## Task to complete:
Below is a set of entries. Print the line that contains "assert_eq!(reader.read_d32(None).unwrap(), 0.1f32 as" and every later line word for word, through the final one.

━━━━━━

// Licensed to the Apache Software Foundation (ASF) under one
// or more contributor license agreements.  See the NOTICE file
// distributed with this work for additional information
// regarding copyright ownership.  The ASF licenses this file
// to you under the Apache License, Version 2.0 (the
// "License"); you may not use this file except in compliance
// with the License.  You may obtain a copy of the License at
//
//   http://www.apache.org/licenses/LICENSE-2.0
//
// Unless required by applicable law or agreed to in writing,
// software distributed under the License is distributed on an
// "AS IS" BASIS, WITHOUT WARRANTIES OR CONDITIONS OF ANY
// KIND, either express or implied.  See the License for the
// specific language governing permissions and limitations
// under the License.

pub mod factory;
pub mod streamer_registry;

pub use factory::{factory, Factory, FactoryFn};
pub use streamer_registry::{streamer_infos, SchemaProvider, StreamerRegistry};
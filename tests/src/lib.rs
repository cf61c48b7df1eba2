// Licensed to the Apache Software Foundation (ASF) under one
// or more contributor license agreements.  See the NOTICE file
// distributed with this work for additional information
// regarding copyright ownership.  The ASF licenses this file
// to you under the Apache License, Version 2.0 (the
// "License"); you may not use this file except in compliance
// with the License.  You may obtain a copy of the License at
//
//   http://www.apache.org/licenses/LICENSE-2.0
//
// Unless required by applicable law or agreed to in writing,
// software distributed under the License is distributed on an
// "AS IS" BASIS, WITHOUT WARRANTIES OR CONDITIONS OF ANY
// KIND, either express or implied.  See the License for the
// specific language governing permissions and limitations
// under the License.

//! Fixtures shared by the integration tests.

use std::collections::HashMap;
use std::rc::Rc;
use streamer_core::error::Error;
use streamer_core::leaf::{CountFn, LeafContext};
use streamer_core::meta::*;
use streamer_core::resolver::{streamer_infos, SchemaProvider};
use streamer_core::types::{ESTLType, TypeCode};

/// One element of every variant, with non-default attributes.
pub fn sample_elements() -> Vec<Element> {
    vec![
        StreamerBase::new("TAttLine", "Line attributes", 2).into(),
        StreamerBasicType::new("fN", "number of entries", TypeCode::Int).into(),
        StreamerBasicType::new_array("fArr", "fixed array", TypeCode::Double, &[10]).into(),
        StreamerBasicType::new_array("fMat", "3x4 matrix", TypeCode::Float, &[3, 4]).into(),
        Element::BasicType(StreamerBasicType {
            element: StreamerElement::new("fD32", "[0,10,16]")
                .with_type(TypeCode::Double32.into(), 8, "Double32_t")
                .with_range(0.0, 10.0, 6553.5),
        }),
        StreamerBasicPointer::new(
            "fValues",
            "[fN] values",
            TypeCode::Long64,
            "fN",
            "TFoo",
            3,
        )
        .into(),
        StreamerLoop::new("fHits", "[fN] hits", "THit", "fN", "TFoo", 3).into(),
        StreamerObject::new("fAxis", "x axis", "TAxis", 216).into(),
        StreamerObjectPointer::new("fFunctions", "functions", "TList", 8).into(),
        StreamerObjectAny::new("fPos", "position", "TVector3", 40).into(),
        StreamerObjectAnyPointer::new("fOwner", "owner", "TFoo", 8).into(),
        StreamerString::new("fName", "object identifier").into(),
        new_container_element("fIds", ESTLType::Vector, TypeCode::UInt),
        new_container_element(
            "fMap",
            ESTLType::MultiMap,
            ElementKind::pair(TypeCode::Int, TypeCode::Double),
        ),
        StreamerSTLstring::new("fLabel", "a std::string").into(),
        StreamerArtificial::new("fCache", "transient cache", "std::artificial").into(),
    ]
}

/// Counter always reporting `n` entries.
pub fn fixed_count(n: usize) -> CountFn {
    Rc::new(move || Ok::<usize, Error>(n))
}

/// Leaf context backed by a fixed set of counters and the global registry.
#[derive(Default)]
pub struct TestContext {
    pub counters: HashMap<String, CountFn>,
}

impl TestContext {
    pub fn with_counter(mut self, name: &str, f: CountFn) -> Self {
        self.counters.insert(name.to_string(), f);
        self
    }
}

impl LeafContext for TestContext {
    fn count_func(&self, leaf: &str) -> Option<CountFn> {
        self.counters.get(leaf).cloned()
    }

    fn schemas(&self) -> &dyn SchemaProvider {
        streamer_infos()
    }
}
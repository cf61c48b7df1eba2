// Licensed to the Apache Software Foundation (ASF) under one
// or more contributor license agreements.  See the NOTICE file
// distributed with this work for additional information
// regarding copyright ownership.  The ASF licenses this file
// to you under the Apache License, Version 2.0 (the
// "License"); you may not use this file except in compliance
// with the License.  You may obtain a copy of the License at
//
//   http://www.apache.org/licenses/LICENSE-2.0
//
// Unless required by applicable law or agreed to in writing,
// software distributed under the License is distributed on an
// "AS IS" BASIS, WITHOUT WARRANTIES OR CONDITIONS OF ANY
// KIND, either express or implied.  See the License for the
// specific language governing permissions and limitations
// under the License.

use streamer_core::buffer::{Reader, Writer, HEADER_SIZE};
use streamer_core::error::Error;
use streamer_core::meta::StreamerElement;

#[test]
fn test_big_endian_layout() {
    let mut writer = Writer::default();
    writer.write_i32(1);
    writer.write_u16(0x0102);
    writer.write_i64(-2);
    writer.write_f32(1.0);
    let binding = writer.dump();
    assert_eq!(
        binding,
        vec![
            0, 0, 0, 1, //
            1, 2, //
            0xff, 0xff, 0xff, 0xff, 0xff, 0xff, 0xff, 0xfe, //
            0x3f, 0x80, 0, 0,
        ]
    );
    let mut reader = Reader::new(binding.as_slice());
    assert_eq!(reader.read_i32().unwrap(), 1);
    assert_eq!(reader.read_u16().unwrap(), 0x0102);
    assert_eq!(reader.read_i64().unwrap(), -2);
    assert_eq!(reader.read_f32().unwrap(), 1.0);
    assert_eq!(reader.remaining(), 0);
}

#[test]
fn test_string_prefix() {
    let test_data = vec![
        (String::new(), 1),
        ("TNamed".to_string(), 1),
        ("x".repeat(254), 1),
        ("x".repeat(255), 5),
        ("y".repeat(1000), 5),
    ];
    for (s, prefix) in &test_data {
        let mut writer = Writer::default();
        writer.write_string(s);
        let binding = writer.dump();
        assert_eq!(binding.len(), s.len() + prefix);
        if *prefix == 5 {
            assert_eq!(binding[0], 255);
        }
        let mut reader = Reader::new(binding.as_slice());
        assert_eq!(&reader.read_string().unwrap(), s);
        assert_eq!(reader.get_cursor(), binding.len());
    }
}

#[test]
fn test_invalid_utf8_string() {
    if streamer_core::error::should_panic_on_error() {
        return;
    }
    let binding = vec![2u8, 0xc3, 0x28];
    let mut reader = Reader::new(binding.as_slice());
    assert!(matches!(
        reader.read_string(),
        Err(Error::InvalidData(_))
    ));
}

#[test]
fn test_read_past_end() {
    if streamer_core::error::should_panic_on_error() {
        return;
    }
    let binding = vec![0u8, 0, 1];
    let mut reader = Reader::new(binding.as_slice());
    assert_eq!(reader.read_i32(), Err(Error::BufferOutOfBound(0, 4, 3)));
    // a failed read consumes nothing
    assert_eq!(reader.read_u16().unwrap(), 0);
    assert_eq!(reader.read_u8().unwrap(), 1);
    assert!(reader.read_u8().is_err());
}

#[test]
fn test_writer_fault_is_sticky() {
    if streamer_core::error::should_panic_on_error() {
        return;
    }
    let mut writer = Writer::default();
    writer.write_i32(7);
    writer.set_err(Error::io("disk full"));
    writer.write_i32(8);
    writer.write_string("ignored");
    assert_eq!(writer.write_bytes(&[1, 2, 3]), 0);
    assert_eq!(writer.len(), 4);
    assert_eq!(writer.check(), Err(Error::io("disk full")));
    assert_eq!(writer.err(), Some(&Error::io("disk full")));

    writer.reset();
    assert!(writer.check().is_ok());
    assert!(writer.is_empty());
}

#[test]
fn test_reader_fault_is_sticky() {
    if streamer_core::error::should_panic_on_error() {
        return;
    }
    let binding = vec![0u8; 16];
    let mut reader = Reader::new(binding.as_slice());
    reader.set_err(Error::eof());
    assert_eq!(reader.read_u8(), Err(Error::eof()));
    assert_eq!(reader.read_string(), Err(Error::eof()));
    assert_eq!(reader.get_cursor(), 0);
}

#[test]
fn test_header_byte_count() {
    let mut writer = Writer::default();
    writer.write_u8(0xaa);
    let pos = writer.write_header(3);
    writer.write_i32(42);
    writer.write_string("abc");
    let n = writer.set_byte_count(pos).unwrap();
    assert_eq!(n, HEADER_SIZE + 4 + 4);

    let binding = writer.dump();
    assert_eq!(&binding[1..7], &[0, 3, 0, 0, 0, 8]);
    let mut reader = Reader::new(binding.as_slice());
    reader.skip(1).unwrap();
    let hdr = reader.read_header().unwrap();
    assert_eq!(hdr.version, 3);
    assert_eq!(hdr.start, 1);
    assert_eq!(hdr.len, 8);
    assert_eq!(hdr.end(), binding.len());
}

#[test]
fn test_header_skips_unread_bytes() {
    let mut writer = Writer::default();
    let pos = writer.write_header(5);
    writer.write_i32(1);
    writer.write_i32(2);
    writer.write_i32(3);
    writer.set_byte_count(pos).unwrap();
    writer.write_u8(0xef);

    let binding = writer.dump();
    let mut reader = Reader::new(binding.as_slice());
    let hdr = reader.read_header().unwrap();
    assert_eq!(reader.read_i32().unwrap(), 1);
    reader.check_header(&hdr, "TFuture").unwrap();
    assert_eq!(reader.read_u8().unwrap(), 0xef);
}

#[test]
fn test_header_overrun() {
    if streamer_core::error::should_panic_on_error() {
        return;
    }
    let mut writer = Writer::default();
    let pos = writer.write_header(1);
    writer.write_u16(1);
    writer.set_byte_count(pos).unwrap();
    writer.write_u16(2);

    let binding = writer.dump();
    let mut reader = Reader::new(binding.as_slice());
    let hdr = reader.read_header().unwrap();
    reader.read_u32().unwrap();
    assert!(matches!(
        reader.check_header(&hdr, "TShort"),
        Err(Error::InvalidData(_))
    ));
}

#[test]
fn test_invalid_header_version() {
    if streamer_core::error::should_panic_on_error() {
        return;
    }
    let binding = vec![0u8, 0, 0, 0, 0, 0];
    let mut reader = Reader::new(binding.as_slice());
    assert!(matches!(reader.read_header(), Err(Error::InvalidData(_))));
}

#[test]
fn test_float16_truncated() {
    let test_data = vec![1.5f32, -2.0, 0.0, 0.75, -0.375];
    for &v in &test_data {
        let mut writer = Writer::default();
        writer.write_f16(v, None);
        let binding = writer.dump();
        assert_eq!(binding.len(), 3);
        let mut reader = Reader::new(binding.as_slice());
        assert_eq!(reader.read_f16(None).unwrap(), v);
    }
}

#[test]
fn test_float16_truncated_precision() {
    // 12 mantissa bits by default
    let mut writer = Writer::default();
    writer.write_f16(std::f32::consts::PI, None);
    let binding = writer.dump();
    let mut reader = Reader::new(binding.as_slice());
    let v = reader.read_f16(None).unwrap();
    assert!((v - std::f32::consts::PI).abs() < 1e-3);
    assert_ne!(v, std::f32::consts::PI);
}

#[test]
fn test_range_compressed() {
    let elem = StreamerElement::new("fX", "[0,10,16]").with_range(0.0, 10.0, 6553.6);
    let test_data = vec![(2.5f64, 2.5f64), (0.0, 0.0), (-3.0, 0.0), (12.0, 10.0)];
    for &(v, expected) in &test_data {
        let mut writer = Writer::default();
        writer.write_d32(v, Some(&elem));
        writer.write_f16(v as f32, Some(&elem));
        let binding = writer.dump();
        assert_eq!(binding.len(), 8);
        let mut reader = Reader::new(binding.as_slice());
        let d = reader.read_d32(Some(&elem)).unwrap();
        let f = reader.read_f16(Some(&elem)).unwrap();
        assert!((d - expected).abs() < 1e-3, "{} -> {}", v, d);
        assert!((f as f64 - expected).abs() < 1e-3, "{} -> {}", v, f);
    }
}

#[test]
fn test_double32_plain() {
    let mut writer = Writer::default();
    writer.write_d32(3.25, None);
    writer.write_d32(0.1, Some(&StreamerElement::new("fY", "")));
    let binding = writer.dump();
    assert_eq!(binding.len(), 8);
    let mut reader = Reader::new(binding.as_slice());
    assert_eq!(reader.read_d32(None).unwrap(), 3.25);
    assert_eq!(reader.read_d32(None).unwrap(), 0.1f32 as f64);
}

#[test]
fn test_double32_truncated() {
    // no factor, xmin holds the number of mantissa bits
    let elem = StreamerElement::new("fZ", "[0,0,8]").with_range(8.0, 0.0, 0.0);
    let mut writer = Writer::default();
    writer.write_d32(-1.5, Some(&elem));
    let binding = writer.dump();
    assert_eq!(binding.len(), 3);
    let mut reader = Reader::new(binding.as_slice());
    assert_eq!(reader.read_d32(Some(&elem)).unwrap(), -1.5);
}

━━━━━━

## Expected answer:
    assert_eq!(reader.read_d32(None).unwrap(), 0.1f32 as f64);
}

#[test]
fn test_double32_truncated() {
    // no factor, xmin holds the number of mantissa bits
    let elem = StreamerElement::new("fZ", "[0,0,8]").with_range(8.0, 0.0, 0.0);
    let mut writer = Writer::default();
    writer.write_d32(-1.5, Some(&elem));
    let binding = writer.dump();
    assert_eq!(binding.len(), 3);
    let mut reader = Reader::new(binding.as_slice());
    assert_eq!(reader.read_d32(Some(&elem)).unwrap(), -1.5);
}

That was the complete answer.